Dr. Dutta: Right. So, we are obviously going to revisit our strategy with limited funding and what we can do. How can we really move the needle? We were filling gaps in the past, but now we’ve got to pick the gaps we can fill. I’m speaking figuratively now. But the point is, we want to make sure that the research we fund in improving lives area is definitely crucial, and I didn’t mean gap-filling facetiously. Areas where there is limited funding by other funders, there is a gap in pick up the by the pharmaceutical industry, but it has transformational potential.
And I’m a firm believer in glucose-responsive insulins and liver-targeted insulins. I know it’s a highly technical challenge, and I know the insulin challenges in the United States have distracted people. But we don’t want to thwart innovation. It’s going to be challenging. I’ve said this before, Kelly, that no disease has a drug that works automatically in response to a metabolic signal. Taking a cue from the body. People have tried this for pain medication, blood pressure medication, that you have a drug that dials up and down based on your pain or your blood pressure. People have tried and probably are trying. We have tried to do that based on their glucose levels. So, technically, do I think it’s possible? Absolutely. But are there challenges? Of course there are. And so, there are scientific challenges and regulatory challenges we have to overcome. But if we don’t do it, who will do it? So, we will focus on transformative solutions in the future, such as glucose responsive insulin, adjunctive therapies. Closed-loop systems, I think, there is significant room for improvement. So, we will focus more not on the next HCL maybe, but we’ll focus on, what can close the loop? Maybe it is an ultra-rapid insulin, maybe it is an advanced algorithm. And another area we will keep our ears to the ground is miniaturization. Because you know, that’s critical.

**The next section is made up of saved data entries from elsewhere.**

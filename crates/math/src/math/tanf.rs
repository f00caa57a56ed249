//! Single-precision tangent
//!
//! `x = n*pi/2 + r` with `|r| <= pi/4` and a three-part split of pi/2.
//! For even `n` the result is `tan(r)`, for odd `n` it is `-1/tan(r)`,
//! computed as the reciprocal of `tan(-r)`.
//!
//! Maximum observed error is 3.45 ULP.

#![allow(clippy::excessive_precision)]

use super::{bits, SHIFT_F32};
use crate::config::{DefaultMode, FpMode};
use crate::fallback::special_case;
use crate::poly::{estrin, EstrinPowers};
use crate::traits::{SimdBits, SimdMask, SimdVector};

const NEG_PIO2_1: f32 = -1.5707964;
const NEG_PIO2_2: f32 = 4.371139e-08;
const NEG_PIO2_3: f32 = 1.7151245e-15;
const INV_PIO2: f32 = 0.63661975;

/// `tan(r) ~= r + r^3 * P(r^2)` on `[-pi/4, pi/4]`
const POLY: [f32; 6] = [
    0.33333325,
    0.13334346,
    0.053776965,
    0.023153147,
    0.005111027,
    0.008243376,
];

/// asuint(0x1p15)
const RANGE_VAL: u64 = 0x4700_0000;

/// asuint(0x1p-31)
const TINY_BOUND: u64 = 0x3000_0000;

const ABS_MASK: u64 = 0x7fff_ffff;

/// Vectorized tangent for f32 in the default [`FpMode`]
#[inline]
pub fn tanf<V: SimdVector<Scalar = f32>>(x: V) -> V {
    tanf_with::<DefaultMode, V>(x)
}

/// Vectorized tangent for f32
///
/// Lanes with `|x| >= 2^15`, Inf or NaN are recomputed with `libm::tanf`.
/// In `RespectExceptions` mode `|x| < 2^-31` is flagged too.
///
/// # Example
///
/// ```rust
/// use vela_math::{F32x4, SimdVector};
/// use vela_math::math::tanf;
///
/// let y = tanf(F32x4::splat(-0.0));
/// assert!(y.extract(0).is_sign_negative());
/// ```
#[inline]
pub fn tanf_with<M: FpMode, V: SimdVector<Scalar = f32>>(x: V) -> V {
    let iax = x.to_bits().and(bits::<V>(ABS_MASK));
    let (special, xm) = if M::RESPECT_EXCEPTIONS {
        let special = iax
            .sub(bits::<V>(TINY_BOUND))
            .ge(bits::<V>(RANGE_VAL - TINY_BOUND));
        (special, V::select(special, V::splat(1.0), x))
    } else {
        (iax.ge(bits::<V>(RANGE_VAL)), x)
    };

    // n = round(x / (pi/2))
    let q = xm.fma(V::splat(INV_PIO2), V::splat(SHIFT_F32));
    let n = q.sub(V::splat(SHIFT_F32));
    let odd = n.to_int().and(bits::<V>(1)).eq(bits::<V>(1));

    let r = n.fma(V::splat(NEG_PIO2_1), xm);
    let r = n.fma(V::splat(NEG_PIO2_2), r);
    let r = n.fma(V::splat(NEG_PIO2_3), r);

    // tan(-r) on odd quadrants, inverted below
    let z = V::select(odd, r.neg(), r);
    let z2 = r.mul(r);
    // z2^4 underflows once z2 drops below 2^-31
    let z2 = if M::RESPECT_EXCEPTIONS {
        let will_uflow = z2.to_bits().and(bits::<V>(ABS_MASK)).le(bits::<V>(TINY_BOUND));
        V::select(will_uflow, V::splat(0.0), z2)
    } else {
        z2
    };
    let p = estrin(&EstrinPowers::new(z2), &POLY);
    let y = z.mul(z2).fma(p, z);
    let y = V::select(odd, V::splat(1.0).div(y), y);

    // the reduction loses the sign of -0
    let y = V::select(xm.eq(V::splat(0.0)), xm, y);

    if special.any() {
        return special_case(x, y, special, libm::tanf);
    }
    y
}

#[cfg(test)]
mod tests {
    use super::*;
    use crate::backends::portable::{F32x4, PortableVector};
    use crate::config::{Fast, RespectExceptions};

    fn ulps(got: f32, want: f32) -> u32 {
        (got.to_bits() as i32 - want.to_bits() as i32).unsigned_abs()
    }

    #[test]
    fn test_tanf_signed_zero() {
        let y = tanf_with::<Fast, _>(PortableVector([0.0f32, -0.0, 0.0, -0.0]));
        assert_eq!(y.extract(0).to_bits(), 0);
        assert_eq!(y.extract(1).to_bits(), 0x8000_0000);
        let y = tanf_with::<RespectExceptions, _>(PortableVector([0.0f32, -0.0, 1e-20, -1e-20]));
        assert_eq!(y.extract(1).to_bits(), 0x8000_0000);
        assert_eq!(y.extract(3), -1e-20);
    }

    #[test]
    fn test_tanf_accuracy() {
        for &x in &[0.1f32, 0.7, 1.0, 1.5, -2.0, 3.0, 20.0, 1000.5] {
            let got = tanf(F32x4::splat(x)).extract(0);
            assert!(ulps(got, libm::tanf(x)) <= 4, "tanf({})", x);
        }
    }

    #[test]
    fn test_tanf_near_multiple_of_pi_over_2() {
        // 1.5707964 is 4.4e-8 above pi/2, so r^8 is far below the f32 range
        let x = PortableVector([-110.0f32, 1.5707964, 0.25, 0.125]);
        let fast = tanf_with::<Fast, _>(x);
        let except = tanf_with::<RespectExceptions, _>(x);
        for lane in 0..4 {
            let want = libm::tanf(x.extract(lane));
            assert!(ulps(except.extract(lane), want) <= 4, "tanf({})", x.extract(lane));
            assert!(ulps(fast.extract(lane), want) <= 4, "tanf({})", x.extract(lane));
        }
    }

    #[test]
    fn test_tanf_fallback() {
        let y = tanf(PortableVector([1e6f32, f32::INFINITY, f32::NAN, 0.5]));
        assert_eq!(y.extract(0), libm::tanf(1e6));
        assert!(y.extract(1).is_nan());
        assert!(y.extract(2).is_nan());
        assert!(ulps(y.extract(3), libm::tanf(0.5)) <= 4);
    }
}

And can we have infusion sets that last more than three days? So, extended wear. CGMs have gone so far for 14 days, and why can’t we have infusion sets that last at least seven days? So, those are things that we think will impact people’s lives, but require some level of research. So, we will be very selective in what we do moving forward, Kelly. But it will evolve. It will evolve. And today, I don’t have a crystal ball on what that strategy will be because we’re barely trying to come out of this COVID crisis. All of us really want to put this behind us and look forward to August and onward. And that’s when we will finally get creative into how can we move forward and onward.
Kelly: How is funding distributed?
Dr. Dutta: For the last three, four, five years, all of our funding, almost 70% is in cures. And cures include cell therapy, immunotherapy, beta cell therapies and all of that. So, we have been slowly dialing down in areas of improving lives, which is artificial pancreas, metabolic control, complications. So, we’ve been slowly dialing down because the world has picked up on it, thankfully. And we have been expanding in the area of cures. But in cures is very balanced between cell therapy and immunotherapy, and also screening. We invested a lot in screening. And screening is agnostic to immune or beta cell therapy.
Kelly: Whew! Whew.
We have learned so much Sanjoy, from you and Aaron, even at, especially at, this very challenging time. We can’t help but be very moved by your obvious partnership, along with the rest of your smaller team. Understanding that we have been thrown into such turmoil is very hard, and I know I try to avoid the thinking myself that we have now unmistakably, and so quickly moved right past recession toward depression. I want so badly for the traditional JDRF model, with walks, rides, and large gatherings to be just around the corner. And, I also see for now and clearly for some time, JDRF’s large live events fundraising model could not possibly be sustained, and that JDRF had to make some very hard choices – and, that this leaves you with mission momentum. Thank you for your time, Sanjoy, for your leadership, and for always looking forward.